Figure 3.

The AlphaScreen Tau–Fyn SH3 assay signal is increased by Alzheimer’s disease–associated modifications in Tau and by 3R Tau. (A) Schematic diagram of Tau indicating the seven PXXP motifs in the proline-rich domain (orange) and the positions of the phosphorylation sites examined, including the MARK site (yellow) and sites in the AT8 epitope (green). (B) Pseudophosphorylation at MARK sites, alone or in combination with the AT8 epitope, increased the Tau–Fyn interaction. ANOVA, p < 0.0001; * indicates p < 0.05 and ** indicates p < 0.01 by Dunnett’s post hoc vs. WT control (n = 2–12 independent protein preparations per group).

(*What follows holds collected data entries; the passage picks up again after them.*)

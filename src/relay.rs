//! One call: a transport participant wired to an AI participant.

use std::sync::Arc;

use parking_lot::Mutex;
use tokio_util::sync::CancellationToken;

use crate::error::{Error, Result};
use crate::events::{Event, EventKind};
use crate::participant::{Participant, QueueReader};
use crate::store::ConversationStore;

pub struct Relay {
    conversation_id: String,
    transport: Arc<dyn Participant>,
    ai: Arc<dyn Participant>,
    store: Option<Arc<dyn ConversationStore>>,
}

impl std::fmt::Debug for Relay {
    fn fmt(&self, f: &mut std::fmt::Formatter<'_>) -> std::fmt::Result {
        f.debug_struct("Relay")
            .field("conversation_id", &self.conversation_id)
            .field("transport", &self.transport.id())
            .field("ai", &self.ai.id())
            .field("has_store", &self.store.is_some())
            .finish()
    }
}

impl Relay {
    #[must_use]
    pub fn new(
        conversation_id: impl Into<String>,
        transport: Arc<dyn Participant>,
        ai: Arc<dyn Participant>,
    ) -> Self {
        Self {
            conversation_id: conversation_id.into(),
            transport,
            ai,
            store: None,
        }
    }

    #[must_use]
    pub fn with_store(mut self, store: Arc<dyn ConversationStore>) -> Self {
        self.store = Some(store);
        self
    }

    #[must_use]
    pub fn conversation_id(&self) -> &str {
        &self.conversation_id
    }

    /// Run the call until either participant stops or `cancel` fires.
    /// Stopping one participant tears the other down.
    ///
    /// # Errors
    /// The first participant error, in order of occurrence.
    pub async fn run(&self, cancel: CancellationToken) -> Result<()> {
        let (Some(from_transport), Some(from_ai)) =
            (self.transport.outbound().take_reader(), self.ai.outbound().take_reader())
        else {
            return Err(Error::AlreadyStarted(self.conversation_id.clone()));
        };
        tracing::info!(conversation_id = %self.conversation_id, "Relay started");

        let scope = cancel.child_token();
        let first_error = Mutex::new(None);
        tokio::join!(
            self.run_participant(self.transport.as_ref(), &scope, &first_error),
            self.run_participant(self.ai.as_ref(), &scope, &first_error),
            self.forward(from_transport, self.ai.as_ref()),
            self.forward(from_ai, self.transport.as_ref()),
        );

        tracing::info!(conversation_id = %self.conversation_id, "Relay finished");
        first_error.lock().take().map_or(Ok(()), Err)
    }

    async fn run_participant(
        &self,
        participant: &dyn Participant,
        scope: &CancellationToken,
        first_error: &Mutex<Option<Error>>,
    ) {
        let result = participant.start(scope.clone()).await;
        scope.cancel();
        if let Err(err) = result {
            tracing::error!(
                conversation_id = %self.conversation_id,
                participant_id = %participant.id(),
                "Participant failed: {err}"
            );
            first_error.lock().get_or_insert(err);
        }
    }

    /// Drain one participant's outbound queue into the other's inbound queue
    /// until the source completes.
    async fn forward(&self, mut from: QueueReader<Event>, to: &dyn Participant) {
        while let Some(event) = from.recv().await {
            self.record(&event).await;
            if event.is_empty() {
                continue;
            }
            if let Err(err) = to.inbound().send(event) {
                tracing::debug!(
                    conversation_id = %self.conversation_id,
                    participant_id = %to.id(),
                    "Dropping event for stopped participant: {err}"
                );
            }
        }
    }

    async fn record(&self, event: &Event) {
        let Some(store) = &self.store else {
            return;
        };
        if !matches!(event.kind(), EventKind::TranscriptFinished { .. }) || event.is_empty() {
            return;
        }
        if let Err(err) = store.append(&self.conversation_id, event.clone()).await {
            tracing::warn!(conversation_id = %self.conversation_id, "Failed to store transcript: {err}");
        }
    }
}

#[cfg(test)]
mod tests {
    use super::*;
    use crate::events::ConversationRole;
    use crate::participant::{EventQueue, ParticipantCore, ParticipantState};
    use crate::store::InMemoryConversationStore;
    use async_trait::async_trait;
    use std::time::Duration;

    /// Echo-free participant: emits a script, records what it receives.
    struct Scripted {
        core: ParticipantCore,
        script: Vec<Event>,
        received: Mutex<Vec<Event>>,
        stop_after_script: bool,
    }

    impl Scripted {
        fn new(id: &str, script: Vec<Event>, stop_after_script: bool) -> Arc<Self> {
            Arc::new(Self {
                core: ParticipantCore::new(id, id),
                script,
                received: Mutex::new(Vec::new()),
                stop_after_script,
            })
        }
    }

    #[async_trait]
    impl Participant for Scripted {
        fn id(&self) -> &str {
            self.core.id()
        }

        fn name(&self) -> &str {
            self.core.name()
        }

        fn inbound(&self) -> &EventQueue {
            self.core.inbound()
        }

        fn outbound(&self) -> &EventQueue {
            self.core.outbound()
        }

        fn state(&self) -> ParticipantState {
            self.core.state()
        }

        async fn start(&self, cancel: CancellationToken) -> Result<()> {
            let mut inbound = self.core.inbound().take_reader().ok_or(Error::QueueClosed)?;
            let scope = self.core.scope().clone();
            let ingress = async {
                for event in &self.script {
                    self.core.outbound().send(event.clone())?;
                }
                if self.stop_after_script {
                    tokio::time::sleep(Duration::from_millis(50)).await;
                    scope.cancel();
                }
                Ok::<(), Error>(())
            };
            let egress = async {
                loop {
                    tokio::select! {
                        () = scope.cancelled() => return Err(Error::Cancelled),
                        event = inbound.recv() => match event {
                            Some(event) => self.received.lock().push(event),
                            None => return Ok(()),
                        },
                    }
                }
            };
            self.core.supervise(&cancel, ingress, egress).await
        }

        fn stop(&self) {
            self.core.stop();
        }
    }

    #[tokio::test]
    async fn forwards_both_ways_and_stores_transcripts() {
        let caller = Scripted::new(
            "caller",
            vec![
                Event::audio_delta(Some(vec![1]), ConversationRole::User, None),
                Event::audio_delta(None, ConversationRole::User, None),
            ],
            false,
        );
        let ai = Scripted::new(
            "ai",
            vec![
                Event::transcript_finished("book a room", ConversationRole::User),
                Event::participant_started_speaking(ConversationRole::User),
                Event::transcript_finished("  ", ConversationRole::Assistant),
                Event::transcript_finished("Done.", ConversationRole::Assistant),
            ],
            true,
        );
        let store = Arc::new(InMemoryConversationStore::new());
        let relay = Relay::new("call-7", caller.clone(), ai.clone()).with_store(store.clone());

        let result = tokio::time::timeout(Duration::from_secs(2), relay.run(CancellationToken::new()))
            .await
            .unwrap();
        assert!(result.is_ok());

        let to_ai = ai.received.lock().clone();
        assert_eq!(to_ai.len(), 1);
        assert!(!to_ai[0].is_audio_empty());

        let to_caller = caller.received.lock();
        assert!(to_caller.iter().any(|e| matches!(e.kind(), EventKind::ParticipantStartedSpeaking { .. })));

        let history = store.history("call-7").await.unwrap();
        let texts: Vec<_> = history
            .iter()
            .filter_map(|e| match e.kind() {
                EventKind::TranscriptFinished { transcript, .. } => Some(transcript.as_str()),
                _ => None,
            })
            .collect();
        assert_eq!(texts, vec!["book a room", "Done."]);
        assert_eq!(caller.state(), ParticipantState::Stopped);
    }

    #[tokio::test]
    async fn cancellation_stops_both_participants() {
        let caller = Scripted::new("caller", Vec::new(), false);
        let ai = Scripted::new("ai", Vec::new(), false);
        let relay = Relay::new("call-8", caller.clone(), ai.clone());
        let cancel = CancellationToken::new();
        let canceller = cancel.clone();
        tokio::spawn(async move {
            tokio::time::sleep(Duration::from_millis(20)).await;
            canceller.cancel();
        });

        let result = tokio::time::timeout(Duration::from_secs(2), relay.run(cancel))
            .await
            .unwrap();
        assert!(result.is_ok());
        assert_eq!(ai.state(), ParticipantState::Stopped);
        assert_eq!(caller.state(), ParticipantState::Stopped);
    }
}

Error bars indicate SEM. (C) Representative protein concentration gel showed no difference in concentration between protein preparations used in panel B. (D) 3R isoforms of Tau showed increased Tau–Fyn SH3 AlphaScreen signal. *** indicates p < 0.001 3R vs. 4R effect by two-way ANOVA (n = 1–6 independent protein preparations per group). Error bars indicate SEM. (E) Representative protein concentration gel showing no difference in concentration between protein preparations used in panel D.